Nichts außer ihrem Erfolg und ihrer Staatsangehörigkeit scheint also Nagelsmann, Tuchel, Klopp und Flick zu verbinden. Darüber hinaus teilen sie nur die vage Kontur von drei Eigenschaften ohne primäre Fußballrelevanz: Sie alle stammen aus den beiden süddeutschen Bundesländern, Flick und Klopp aus Baden-Württemberg, Tuchel und Nagelsmann aus Bayern, genauer aus dem an Baden-Württemberg grenzenden westlichen Bayern (auch Joachim Löw wuchs – wie Jürgen Klopp – im südwestdeutschen Schwarzwald auf). Ein norddeutsches Stereotyp würde von dieser Region wohl erfolgsorientierte Flexibilität und Freundlichkeit erwarten.
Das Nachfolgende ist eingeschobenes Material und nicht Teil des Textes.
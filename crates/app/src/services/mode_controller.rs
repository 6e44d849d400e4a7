//! Mode controller: the home / away / sleep toggle and its banner.

use eve_domain::mode::Mode;

/// Current household mode together with the banner derived from it.
///
/// The alert and accent are re-derived on every transition, so they can
/// never disagree with the mode.
#[derive(Debug, Clone, PartialEq, Eq)]
pub struct ModeController {
    mode: Mode,
    alert: &'static str,
    accent_color: &'static str,
}

impl Default for ModeController {
    fn default() -> Self {
        Self::new(Mode::default())
    }
}

impl ModeController {
    /// Start in `initial` with its banner already derived.
    #[must_use]
    pub fn new(initial: Mode) -> Self {
        Self {
            mode: initial,
            alert: initial.alert_message(),
            accent_color: initial.accent_color(),
        }
    }

    #[must_use]
    pub fn mode(&self) -> Mode {
        self.mode
    }

    #[must_use]
    pub fn alert(&self) -> &'static str {
        self.alert
    }

    #[must_use]
    pub fn accent_color(&self) -> &'static str {
        self.accent_color
    }

    /// Switch to `mode`. Returns `true` when the mode actually changed.
    pub fn select(&mut self, mode: Mode) -> bool {
        if mode == self.mode {
            return false;
        }
        *self = Self::new(mode);
        true
    }
}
Zweitens brachte es keiner der vier Erfolgstrainer je zu wahrer Prominenz als Spieler. Flick erreichte immerhin an die 200 Bundesligaspiele für Bayern München und den 1. FC Köln, während Jürgen Klopp selbstironisch von seinem „Viertliga-Fuß“ beim damaligen Zweitligisten Mainz spricht. Weder Tuchel noch Nagelsmann nahmen aufgrund früher Verletzungen je wirklich eine Laufbahn jenseits der Jugendebene auf. Dies mag drittens erklären, warum keiner von ihnen explizit und öffentlich eine Hierarchie- oder gar Vaterrolle gegenüber den Spielern einnimmt.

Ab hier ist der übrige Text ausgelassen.